PAPERS
The Future Looks Bright; However, Is Change in the
Offing?
by Surya Singh
31 July 2003
This year a record number of papers were submitted. Only 19% of
the 424 submissions made it into the final presentation (of 81 papers).
Jessica Hodgins, SIGGRAPH 2003 Papers Chair, reported
at the beginning of the Paper presentations on Monday, that the
selection process was especially challenging this year as the meeting,
in Denver, was hampered by snowstorms and the US military campaign
in Iraq. In spite of all the complications, a great deal of was
done in a short period of time to place the papers in sessions and
make this year’s SIGGRAPH a success.
However, the number of submissions has been increasing steadily.
While this bodes well for the computer graphics community, it concerns
Hodgins as it might over stress the through reviews
conducted by SIGGRAPH.
“Each person is reviewing 19 papers,” warns Hodgins,
and “the review structure won't scale because of experience
and difficulty associated with each review.” Unlike other
major conferences, there is no hierarchy present, so every committee
member discusses the papers. Unless events change, the situation
according to Hodgins, “ is going to be hard.”
While all the changes are not in place, one change will be the inclusion
of a new outcome from the SIGGRAPH review: Accept to Transactions
on Graphics with major revisions. According to Hodgins,
this gives the committee “a venue for authors to submit a
work that needs a longer period of time for revisions.”
The paper review and selection process for SIGGRAPH 2004 is already
on its way. “The process starts 18 months in advance”
says Hodgins. The next chair will be Joe
Marks of Mitsubishi Electric Research Laboratories (MERL).
Hodgins’s comments for next year are that
it is important to know whom the leaders in other areas since SIGGRAPH
has such a wide breath of topics and, as many researchers tend to
focus too much in their own area.
Regarding the 2004 selection process Marks
suggests that while “The SIGGRAPH papers review process has
never set targets for the number of acceptances. However, the acceptance
rate in recent years has usually been between 18% and 20%. So it's
likely that more papers will be accepted if more papers are submitted.
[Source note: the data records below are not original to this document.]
//! Descriptive statistics for the overview table.
//!
//! Per numeric column: count, mean, sample standard deviation, min,
//! quartiles (linear interpolation between order statistics) and max.
//! Missing cells are skipped, so `count` varies between columns.

use super::model::Dataset;

/// Summary of one numeric column.
#[derive(Debug, Clone, PartialEq)]
pub struct ColumnSummary {
    pub column: String,
    pub count: usize,
    pub mean: f64,
    /// Sample standard deviation (n − 1); `None` with a single value.
    pub std: Option<f64>,
    pub min: f64,
    pub q1: f64,
    pub median: f64,
    pub q3: f64,
    pub max: f64,
}

/// Rows and columns of the loaded table.
#[derive(Debug, Clone, Copy, PartialEq, Eq)]
pub struct Dimensions {
    pub rows: usize,
    pub columns: usize,
}

pub fn dimensions(dataset: &Dataset) -> Dimensions {
    Dimensions {
        rows: dataset.len(),
        columns: dataset.n_columns(),
    }
}

/// Summaries for every numeric column, in source column order.
pub fn describe(dataset: &Dataset) -> Vec<ColumnSummary> {
    dataset
        .column_names()
        .iter()
        .filter(|name| dataset.is_numeric_column(name))
        .filter_map(|name| {
            let values: Vec<f64> = dataset
                .numeric_column(name)?
                .into_iter()
                .flatten()
                .collect();
            summarize(name, values)
        })
        .collect()
}

/// Summarize raw values; `None` when there are none.
pub fn summarize(column: &str, mut values: Vec<f64>) -> Option<ColumnSummary> {
    if values.is_empty() {
        return None;
    }
    values.sort_by(f64::total_cmp);

    let n = values.len();
    let mean = values.iter().sum::<f64>() / n as f64;
    let std = (n > 1).then(|| {
        let ss: f64 = values.iter().map(|v| (v - mean) * (v - mean)).sum();
        (ss / (n - 1) as f64).sqrt()
    });

    Some(ColumnSummary {
        column: column.to_string(),
        count: n,
        mean,
        std,
        min: values[0],
        q1: quantile_sorted(&values, 0.25),
        median: quantile_sorted(&values, 0.5),
        q3: quantile_sorted(&values, 0.75),
        max: values[n - 1],
    })
}

/// Linear-interpolated quantile of non-empty sorted data.
fn quantile_sorted(sorted: &[f64], q: f64) -> f64 {
    let pos = q * (sorted.len() - 1) as f64;
    let lo = pos.floor() as usize;
    let hi = pos.ceil() as usize;
    let frac = pos - lo as f64;
    sorted[lo] + (sorted[hi] - sorted[lo]) * frac
}

#[cfg(test)]
mod tests {
    use super::*;
    use crate::data::model::CellValue;

    #[test]
    fn quartiles_interpolate() {
        let s = summarize("v", vec![4.0, 1.0, 3.0, 2.0]).unwrap();
        assert_eq!(s.count, 4);
        assert_eq!(s.min, 1.0);
        assert_eq!(s.max, 4.0);
        assert!((s.mean - 2.5).abs() < 1e-12);
        assert!((s.q1 - 1.75).abs() < 1e-12);
        assert!((s.median - 2.5).abs() < 1e-12);
        assert!((s.q3 - 3.25).abs() < 1e-12);
        assert!((s.std.unwrap() - (5.0_f64 / 3.0).sqrt()).abs() < 1e-12);
    }

    #[test]
    fn single_value_has_no_std() {
        let s = summarize("v", vec![7.0]).unwrap();
        assert_eq!(s.std, None);
        assert_eq!(s.median, 7.0);
        assert!(summarize("v", Vec::new()).is_none());
    }

    #[test]
    fn describe_skips_text_columns_and_missing_cells() {
        let ds = Dataset::from_columns(vec![
            (
                "State".into(),
                vec![CellValue::Text("Goa".into()), CellValue::Text("Assam".into())],
            ),
            ("Rate".into(), vec![CellValue::Number(3.0), CellValue::Missing]),
        ]);
        let summaries = describe(&ds);
        assert_eq!(summaries.len(), 1);
        assert_eq!(summaries[0].column, "Rate");
        assert_eq!(summaries[0].count, 1);
        assert_eq!(dimensions(&ds), Dimensions { rows: 2, columns: 2 });
    }
}
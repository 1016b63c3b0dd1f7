//! Plain-language reading of a fitted model.

use std::fmt;

use crate::stats::StudentT;

use super::regression::FittedModel;

/// Fixed cut-off for calling a slope significant.
pub const SIGNIFICANCE_LEVEL: f64 = 0.05;

/// Which way the response moves as the regressor grows.
///
/// A slope of exactly zero reads as [`Direction::Increases`]. That is a
/// labelling rule inherited from the original dashboard wording, not a
/// statistical claim; significance is what says whether there is an effect.
#[derive(Debug, Clone, Copy, PartialEq, Eq)]
pub enum Direction {
    Increases,
    Decreases,
}

impl Direction {
    pub fn of_slope(slope: f64) -> Self {
        if slope < 0.0 {
            Direction::Decreases
        } else {
            Direction::Increases
        }
    }
}

impl fmt::Display for Direction {
    fn fmt(&self, f: &mut fmt::Formatter<'_>) -> fmt::Result {
        f.write_str(match self {
            Direction::Increases => "increases",
            Direction::Decreases => "decreases",
        })
    }
}

#[derive(Debug, Clone, Copy, PartialEq, Eq)]
pub enum Significance {
    Significant,
    NotSignificant,
}

impl Significance {
    /// `p < 0.05` is significant.
    pub fn of_p_value(p: f64) -> Self {
        if p < SIGNIFICANCE_LEVEL {
            Significance::Significant
        } else {
            Significance::NotSignificant
        }
    }

    pub fn is_significant(self) -> bool {
        self == Significance::Significant
    }
}

impl fmt::Display for Significance {
    fn fmt(&self, f: &mut fmt::Formatter<'_>) -> fmt::Result {
        f.write_str(match self {
            Significance::Significant => "statistically significant",
            Significance::NotSignificant => "not statistically significant",
        })
    }
}

/// The three interpretation lines shown next to each scatter plot.
#[derive(Debug, Clone, PartialEq, Eq)]
pub struct Interpretation {
    pub effect: String,
    pub fit: String,
    pub significance: String,
}

impl Interpretation {
    pub fn of(model: &FittedModel) -> Self {
        let effect = format!(
            "For every 1 unit increase in {}, {} {} by about {:.2} units.",
            model.x_name,
            model.y_name,
            model.direction(),
            model.slope.abs()
        );
        let fit = format!(
            "R² = {:.2} (explains {:.1}% variation in {})",
            model.r_squared,
            model.r_squared * 100.0,
            model.y_name
        );
        let significance = format!(
            "P-value = {:.4} → {}",
            model.p_value,
            capitalize(&model.significance().to_string())
        );
        Interpretation {
            effect,
            fit,
            significance,
        }
    }
}

fn capitalize(s: &str) -> String {
    let mut chars = s.chars();
    match chars.next() {
        Some(first) => first.to_uppercase().chain(chars).collect(),
        None => String::new(),
    }
}

// ---------------------------------------------------------------------------
// Full summary report
// ---------------------------------------------------------------------------

const RULE_WIDTH: usize = 78;

/// Text report in the layout of a classic OLS results table.
///
/// Rendered with `Display`; columns that need residual degrees of freedom
/// print `-` for a two-row fit.
pub struct RegressionSummary<'a>(pub &'a FittedModel);

impl RegressionSummary<'_> {
    fn adjusted_r_squared(&self) -> Option<f64> {
        let m = self.0;
        (m.df_resid > 0).then(|| {
            let n = m.n_observations as f64;
            1.0 - (1.0 - m.r_squared) * (n - 1.0) / m.df_resid as f64
        })
    }

    fn coefficient_row(
        f: &mut fmt::Formatter<'_>,
        label: &str,
        coef: f64,
        stderr: f64,
        t: f64,
        p: f64,
        t_crit: Option<f64>,
    ) -> fmt::Result {
        write!(f, "{label:<10}{coef:>12.4}")?;
        match t_crit {
            Some(tc) => writeln!(
                f,
                "{stderr:>11.3}{t:>11.3}{p:>11.3}{lo:>11.3}{hi:>11.3}",
                lo = coef - tc * stderr,
                hi = coef + tc * stderr
            ),
            None => writeln!(f, "{:>11}{:>11}{:>11}{:>11}{:>11}", "-", "-", "-", "-", "-"),
        }
    }
}

impl fmt::Display for RegressionSummary<'_> {
    fn fmt(&self, f: &mut fmt::Formatter<'_>) -> fmt::Result {
        let m = self.0;
        let heavy = "=".repeat(RULE_WIDTH);
        let light = "-".repeat(RULE_WIDTH);

        writeln!(f, "{:^width$}", "OLS Regression Results", width = RULE_WIDTH)?;
        writeln!(f, "{heavy}")?;
        writeln!(f, "Dep. Variable:       {}", m.y_name)?;
        writeln!(f, "Regressor:           {}", m.x_name)?;
        writeln!(f, "No. Observations:    {}", m.n_observations)?;
        writeln!(f, "Df Residuals:        {}", m.df_resid)?;
        writeln!(f, "R-squared:           {:.3}", m.r_squared)?;
        match self.adjusted_r_squared() {
            Some(adj) => writeln!(f, "Adj. R-squared:      {adj:.3}")?,
            None => writeln!(f, "Adj. R-squared:      -")?,
        }
        if m.df_resid > 0 {
            writeln!(f, "F-statistic:         {:.4}", m.t_statistic * m.t_statistic)?;
            writeln!(f, "Prob (F-statistic):  {:.4e}", m.p_value)?;
        } else {
            writeln!(f, "F-statistic:         -")?;
            writeln!(f, "Prob (F-statistic):  -")?;
        }
        writeln!(f, "{heavy}")?;
        writeln!(
            f,
            "{:<10}{:>12}{:>11}{:>11}{:>11}{:>11}{:>11}",
            "", "coef", "std err", "t", "P>|t|", "[0.025", "0.975]"
        )?;
        writeln!(f, "{light}")?;

        let dist = (m.df_resid > 0)
            .then(|| StudentT::new(m.df_resid as f64).ok())
            .flatten();
        let t_crit = dist.and_then(|d| d.ppf(1.0 - SIGNIFICANCE_LEVEL / 2.0).ok());

        let (t0, p0) = match dist {
            Some(d) if m.intercept_stderr > 0.0 => {
                let t0 = m.intercept / m.intercept_stderr;
                (t0, d.two_sided_p(t0))
            }
            _ => (0.0, 1.0),
        };

        Self::coefficient_row(f, "const", m.intercept, m.intercept_stderr, t0, p0, t_crit)?;
        Self::coefficient_row(
            f,
            "x",
            m.slope,
            m.slope_stderr,
            m.t_statistic,
            m.p_value,
            t_crit,
        )?;
        writeln!(f, "{heavy}")?;
        write!(f, "x = {}", m.x_name)
    }
}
The number of submissions has increased by about 18% each of the
last two years, so most people are betting on more submissions and
more acceptances for 2004.”
What this means for authors, especially new authors (e.g., graduate
students), is that the competition for paper acceptance will increase.
However, Hodgins did provide some tips on authoring
a paper for SIGGRAPH. The paper should have a message for the SIGGRAPH
community and should clearly state what problem it is solving and
why its solution if of interest to the SIGGRAPH community. Mark
reminds authors to “be sure to read the on-line Call for Participation
(CFP) thoroughly!”
In conclusion, Hodgins has lead a renowned team
of experts in this field for over a year to make the papers presentation
at SIGGRAPH 2003 enlightening and though-provoking. While change
maybe in the offing, she cautions that an important consideration
for her and future chairs will be “to not to break (the paper
selection process).” The rates of growth in the field and
SIGGRAPH’s reputation for quality mean that Mark and Paper
Committee for 2004 have a great deal of work in store for them.